The following data has a line with "let path = PathBuf::from(raw);" and a line with "let track_defaults = TrackParams::default();". Write out exactly those lines and all the lines between them.

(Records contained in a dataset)
※ ※ ※

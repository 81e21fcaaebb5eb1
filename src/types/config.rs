use crate::error::PlanscopeError;
use serde::Deserialize;
use std::path::{Path, PathBuf};

pub const DEFAULT_RAW_DATA: &str = "data/raw_data/3c_competition_raw.csv";
pub const DEFAULT_PROCESSED_DATA: &str = "data/processed_data/3c_competition_processed.csv";
pub const DEFAULT_MODEL: &str = "models/linear_regression.bin";
pub const DEFAULT_TOP_TIER: &str = "一等奖";
pub const DEFAULT_KEYWORD_DELIMITER: char = '、';

#[derive(Debug, Clone, Default, Deserialize)]
pub struct PlanscopeConfig {
    pub paths: Option<PathsConfig>,
    pub data: Option<DataConfig>,
    pub model: Option<ModelConfig>,
    pub tracks: Option<TracksConfig>,
    pub diagnosis: Option<DiagnosisConfig>,
}

#[derive(Debug, Clone, Deserialize)]
pub struct PathsConfig {
    pub raw_data: Option<String>,
    pub processed_data: Option<String>,
    pub model: Option<String>,
}

#[derive(Debug, Clone, Deserialize)]
pub struct DataConfig {
    pub keyword_delimiter: Option<String>,
    pub top_tier: Option<String>,
}

#[derive(Debug, Clone, Deserialize)]
pub struct ModelConfig {
    pub random_seed: Option<u64>,
    pub test_size: Option<f64>,
}

#[derive(Debug, Clone, Deserialize)]
pub struct TracksConfig {
    pub cluster_count: Option<usize>,
    pub n_init: Option<usize>,
    pub max_iter: Option<usize>,
}

#[derive(Debug, Clone, Deserialize)]
pub struct DiagnosisConfig {
    pub min_text_chars: Option<usize>,
    pub top_keywords: Option<usize>,
    pub max_features: Option<usize>,
    pub fallback_corpus: Option<Vec<String>>,
}

/// Fully resolved parameters handed to the analytical routines.
#[derive(Debug, Clone, PartialEq)]
pub struct Settings {
    pub raw_data: PathBuf,
    pub processed_data: PathBuf,
    pub model_path: PathBuf,
    pub keyword_delimiter: char,
    pub tracks: TrackParams,
    pub diagnosis: DiagnosisParams,
    pub training: TrainParams,
}

#[derive(Debug, Clone, PartialEq)]
pub struct TrackParams {
    pub cluster_count: usize,
    pub n_init: usize,
    pub max_iter: usize,
    pub seed: u64,
    pub top_tier: String,
}

impl Default for TrackParams {
    fn default() -> Self {
        Self {
            cluster_count: 4,
            n_init: 10,
            max_iter: 300,
            seed: 42,
            top_tier: DEFAULT_TOP_TIER.to_string(),
        }
    }
}

#[derive(Debug, Clone, PartialEq)]
pub struct DiagnosisParams {
    pub min_text_chars: usize,
    pub top_keywords: usize,
    pub max_features: usize,
    pub fallback_corpus: Vec<String>,
    pub top_tier: String,
}

impl Default for DiagnosisParams {
    fn default() -> Self {
        Self {
            min_text_chars: 10,
            top_keywords: 8,
            max_features: 100,
            fallback_corpus: default_fallback_corpus(),
            top_tier: DEFAULT_TOP_TIER.to_string(),
        }
    }
}

#[derive(Debug, Clone, Copy, PartialEq)]
pub struct TrainParams {
    pub seed: u64,
    pub test_size: f64,
}

impl Default for TrainParams {
    fn default() -> Self {
        Self {
            seed: 42,
            test_size: 0.2,
        }
    }
}

pub fn default_fallback_corpus() -> Vec<String> {
    vec!["人工智能创新项目".to_string(), "区块链应用平台".to_string()]
}

impl Settings {
    pub fn defaults(root: &Path) -> Self {
        PlanscopeConfig::default().settings(root)
    }
}

impl PlanscopeConfig {
    pub fn settings(&self, root: &Path) -> Settings {
        let paths = self.paths.as_ref();
        let resolve = |value: Option<&String>, fallback: &str| {
            let raw = value.map(String::as_str).unwrap_or(fallback);
            let path = PathBuf::from(raw);
            if path.is_absolute() {
                path
            } else {
                root.join(path)
            }
        };

        let top_tier = self
            .data
            .as_ref()
            .and_then(|data| data.top_tier.clone())
            .unwrap_or_else(|| DEFAULT_TOP_TIER.to_string());
        let keyword_delimiter = self
            .data
            .as_ref()
            .and_then(|data| data.keyword_delimiter.as_deref())
            .and_then(|delimiter| delimiter.chars().next())
            .unwrap_or(DEFAULT_KEYWORD_DELIMITER);

        let training_defaults = TrainParams::default();
        let training = TrainParams {
            seed: self
                .model
                .as_ref()
                .and_then(|model| model.random_seed)
                .unwrap_or(training_defaults.seed),
            test_size: self
                .model
                .as_ref()
                .and_then(|model| model.test_size)
                .unwrap_or(training_defaults.test_size),
        };

        let track_defaults = TrackParams::default();
        let tracks = match &self.tracks {
            Some(tracks) => TrackParams {
                cluster_count: tracks.cluster_count.unwrap_or(track_defaults.cluster_count),
                n_init: tracks.n_init.unwrap_or(track_defaults.n_init),
                max_iter: tracks.max_iter.unwrap_or(track_defaults.max_iter),
                seed: training.seed,
                top_tier: top_tier.clone(),
            },
            None => TrackParams {
                seed: training.seed,
                top_tier: top_tier.clone(),
                ..track_defaults
            },
        };

        let diagnosis_defaults = DiagnosisParams::default();
        let diagnosis = match &self.diagnosis {
            Some(diagnosis) => DiagnosisParams {
                min_text_chars: diagnosis
                    .min_text_chars
                    .unwrap_or(diagnosis_defaults.min_text_chars),
                top_keywords: diagnosis
                    .top_keywords
                    .unwrap_or(diagnosis_defaults.top_keywords),
                max_features: diagnosis
                    .max_features
                    .unwrap_or(diagnosis_defaults.max_features),
                fallback_corpus: diagnosis
                    .fallback_corpus
                    .clone()
                    .unwrap_or(diagnosis_defaults.fallback_corpus),
                top_tier,
            },
            None => DiagnosisParams {
                top_tier,
                ..diagnosis_defaults
            },
        };

        Settings {
            raw_data: resolve(
                paths.and_then(|paths| paths.raw_data.as_ref()),
                DEFAULT_RAW_DATA,
            ),
            processed_data: resolve(
                paths.and_then(|paths| paths.processed_data.as_ref()),
                DEFAULT_PROCESSED_DATA,
            ),
            model_path: resolve(paths.and_then(|paths| paths.model.as_ref()), DEFAULT_MODEL),
            keyword_delimiter,
            tracks,
            diagnosis,
            training,
        }
    }

    pub fn validate(&self) -> Result<(), PlanscopeError> {
        if let Some(data) = &self.data {
            if let Some(delimiter) = &data.keyword_delimiter {
                if delimiter.chars().count() != 1 {
                    return Err(PlanscopeError::ConfigParse(format!(
                        "data.keyword_delimiter must be a single character (found {delimiter:?})"
                    )));
                }
            }
            if let Some(top_tier) = &data.top_tier {
                if top_tier.trim().is_empty() {
                    return Err(PlanscopeError::ConfigParse(
                        "data.top_tier cannot be empty".to_string(),
                    ));
                }
            }
        }

        if let Some(model) = &self.model {
            if let Some(test_size) = model.test_size {
                if !(test_size > 0.0 && test_size < 1.0) {
                    return Err(PlanscopeError::ConfigParse(format!(
                        "model.test_size must be strictly between 0.0 and 1.0 (found {test_size})"
                    )));
                }
            }
        }

        if let Some(tracks) = &self.tracks {
            if tracks.cluster_count == Some(0) {
                return Err(PlanscopeError::ConfigParse(
                    "tracks.cluster_count must be greater than 0".to_string(),
                ));
            }
            if tracks.n_init == Some(0) {
                return Err(PlanscopeError::ConfigParse(
                    "tracks.n_init must be greater than 0".to_string(),
                ));
            }
            if tracks.max_iter == Some(0) {
                return Err(PlanscopeError::ConfigParse(
                    "tracks.max_iter must be greater than 0".to_string(),
                ));
            }
        }

        if let Some(diagnosis) = &self.diagnosis {
            if diagnosis.max_features == Some(0) {
                return Err(PlanscopeError::ConfigParse(
                    "diagnosis.max_features must be greater than 0".to_string(),
                ));
            }
            if let Some(corpus) = &diagnosis.fallback_corpus {
                if corpus.iter().all(|entry| entry.trim().is_empty()) {
                    return Err(PlanscopeError::ConfigParse(
                        "diagnosis.fallback_corpus needs at least one non-empty entry".to_string(),
                    ));
                }
            }
        }

        Ok(())
    }
}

※ ※ ※

**WRITTEN RESPONSE**
            let path = PathBuf::from(raw);
            if path.is_absolute() {
                path
            } else {
                root.join(path)
            }
        };

        let top_tier = self
            .data
            .as_ref()
            .and_then(|data| data.top_tier.clone())
            .unwrap_or_else(|| DEFAULT_TOP_TIER.to_string());
        let keyword_delimiter = self
            .data
            .as_ref()
            .and_then(|data| data.keyword_delimiter.as_deref())
            .and_then(|delimiter| delimiter.chars().next())
            .unwrap_or(DEFAULT_KEYWORD_DELIMITER);

        let training_defaults = TrainParams::default();
        let training = TrainParams {
            seed: self
                .model
                .as_ref()
                .and_then(|model| model.random_seed)
                .unwrap_or(training_defaults.seed),
            test_size: self
                .model
                .as_ref()
                .and_then(|model| model.test_size)
                .unwrap_or(training_defaults.test_size),
        };

        let track_defaults = TrackParams::default();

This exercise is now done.